Former Google career coach and careers author Jenny Blake helped more than a thousand people improve their work lives while working at the tech giant.
From her experience, she found that one visual exercise helped many people turn their personal and work lives around. She calls it a "mind map," or a visual diagram of your interests and goals.
To make one, write the year at the center of a piece of paper, and then draw spokes with different themes that are important to you. For example, your spokes could be business, personal life, health and fitness, fun or skill building.
From each of those themes, draw an additional spoke for each way you want to improve in that area, says Blake, author of "Pivot: The Only Move That Matters Is Your Next One."
"The goal is to break out of linear thinking," Blake said in a 2016 interview. "Go broad. Go big."
It's no secret that making and keeping a to-do list can help you be much more productive. It keeps you accountable and organized.
Billionaire Richard Branson swears by lists, saying that he uses them to keep track of his big goals as well as his daily tasks.
"I make lists — lots of them," he writes on his blog. His lists range from people to call during the day to new ventures he wants to start.
While it's tempting to keep lists on your phone, try jotting them down in a notebook or on a piece of paper. Psychologists have found that writing things down on paper helps people remember things better than if they keep lists digitally.
Once you create a list of things to do, revisit it every day so that you stay motivated.
If you don't know where you're headed, take a step back and try figuring out what motivates you, says Simon Sinek, a bestselling author whose 2009 TED Talk on finding your purpose has garnered more than 34 million views.
"Very few of us can clearly know why we do what we do," Sinek told CNBC Make It.
It's one of the reasons why so many people feel stuck.
To figure out what motivates you, find a conversation partner like a friend or sibling.
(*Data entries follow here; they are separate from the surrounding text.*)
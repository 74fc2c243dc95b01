//! Reading interaction logs.
//!
//! Two formats are understood: a headered CSV with `user_id,item_id` and an
//! optional `timestamp` column, and the tab-separated, header-less
//! `u.data` file of MovieLens 100K (`user item rating timestamp`).
use std::path::Path;

use tracing::info;

use crate::data::LogRecord;
use crate::Result;

/// Load a headered CSV interaction log.
pub fn load_interaction_log<P: AsRef<Path>>(path: P) -> Result<Vec<LogRecord>> {
    let path = path.as_ref();
    let mut reader = csv::Reader::from_path(path)?;
    let records: Vec<LogRecord> = reader
        .deserialize()
        .collect::<std::result::Result<Vec<_>, _>>()?;

    info!(path = %path.display(), num_records = records.len(), "Loaded interaction log");

    Ok(records)
}

#[derive(Deserialize)]
struct MovielensRow {
    user_id: u64,
    item_id: u64,
    _rating: f32,
    timestamp: u64,
}

/// Load the MovieLens 100K `u.data` file. Every rating counts as an
/// interaction.
pub fn load_movielens_100k<P: AsRef<Path>>(path: P) -> Result<Vec<LogRecord>> {
    let path = path.as_ref();
    let mut reader = csv::ReaderBuilder::new()
        .delimiter(b'\t')
        .has_headers(false)
        .from_path(path)?;

    let records = reader
        .deserialize()
        .map(|row| {
            row.map(|row: MovielensRow| LogRecord {
                user_id: row.user_id,
                item_id: row.item_id,
                timestamp: Some(row.timestamp),
            })
        })
        .collect::<std::result::Result<Vec<_>, _>>()?;

    info!(path = %path.display(), num_records = records.len(), "Loaded MovieLens 100K");

    Ok(records)
}

/// Load an interaction log, choosing the reader from the extension:
/// `.data` files are read as MovieLens 100K, everything else as CSV.
pub fn load_log<P: AsRef<Path>>(path: P) -> Result<Vec<LogRecord>> {
    let path = path.as_ref();

    match path.extension().and_then(|extension| extension.to_str()) {
        Some("data") => load_movielens_100k(path),
        _ => load_interaction_log(path),
    }
}

#[cfg(test)]
mod tests {
    use std::fs::File;
    use std::io::Write;

    use super::*;
    use crate::ErrorKind;

    #[test]
    fn reads_logs_with_and_without_timestamps() {
        let dir = tempfile::tempdir().unwrap();
        let path = dir.path().join("log.csv");
        let mut file = File::create(&path).unwrap();
        writeln!(file, "user_id,item_id,timestamp").unwrap();
        writeln!(file, "10,200,881250949").unwrap();
        writeln!(file, "11,201,").unwrap();
        drop(file);

        let records = load_interaction_log(&path).unwrap();

        assert_eq!(
            records,
            vec![
                LogRecord {
                    user_id: 10,
                    item_id: 200,
                    timestamp: Some(881250949),
                },
                LogRecord::new(11, 201),
            ]
        );
    }

    #[test]
    fn reads_movielens_rows() {
        let dir = tempfile::tempdir().unwrap();
        let path = dir.path().join("u.data");
        let mut file = File::create(&path).unwrap();
        writeln!(file, "196\t242\t3\t881250949").unwrap();
        writeln!(file, "186\t302\t3\t891717742").unwrap();
        drop(file);

        let records = load_movielens_100k(&path).unwrap();

        assert_eq!(records.len(), 2);
        assert_eq!(records[1].user_id, 186);
        assert_eq!(records[1].item_id, 302);
        assert_eq!(records[1].timestamp, Some(891717742));
    }

    #[test]
    fn loader_follows_the_extension() {
        let dir = tempfile::tempdir().unwrap();

        let movielens = dir.path().join("u.data");
        let mut file = File::create(&movielens).unwrap();
        writeln!(file, "196\t242\t3\t881250949").unwrap();
        drop(file);

        let csv = dir.path().join("ratings.csv");
        let mut file = File::create(&csv).unwrap();
        writeln!(file, "user_id,item_id").unwrap();
        writeln!(file, "196,242").unwrap();
        drop(file);

        let from_movielens = load_log(&movielens).unwrap();
        assert_eq!(from_movielens[0].timestamp, Some(881250949));

        let from_csv = load_log(&csv).unwrap();
        assert_eq!(from_csv, vec![LogRecord::new(196, 242)]);

        // A CSV header is not a MovieLens row.
        let misnamed = dir.path().join("ratings.data");
        std::fs::copy(&csv, &misnamed).unwrap();
        assert_eq!(load_log(&misnamed).unwrap_err().kind(), ErrorKind::Csv);
    }

    #[test]
    fn malformed_logs_are_csv_errors() {
        let dir = tempfile::tempdir().unwrap();
        let path = dir.path().join("log.csv");
        let mut file = File::create(&path).unwrap();
        writeln!(file, "user_id,item_id").unwrap();
        writeln!(file, "ten,200").unwrap();
        drop(file);

        let error = load_interaction_log(&path).unwrap_err();
        assert_eq!(error.kind(), ErrorKind::Csv);
    }
}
Ideally, Sinek says, this partner shouldn't be someone who's extremely close to you, such as your boyfriend or girlfriend, because they may already have preconceived ideas about your career.
You and your partner should separately jot down a list of five to 10 stories of important moments in your life, both high points and low points.
If you're having trouble recalling stories, Sinek suggests answering a few prompt questions, such as, "At school, what was an experience you loved?" or "What happened that changed the way you think about the world and your role in it?"
From those stories you write down, pick your top three and share them with the other person. When your conversation partner is speaking, take notes on themes you notice from their stories as well as details that stuck out to you.
When you are both done talking, share what you observed from hearing the other person's stories. This will hopefully help you figure out what excites you and motivates you.
"What I learned is all those people who know why they do what they do," he says, "have an unbalanced amount of success."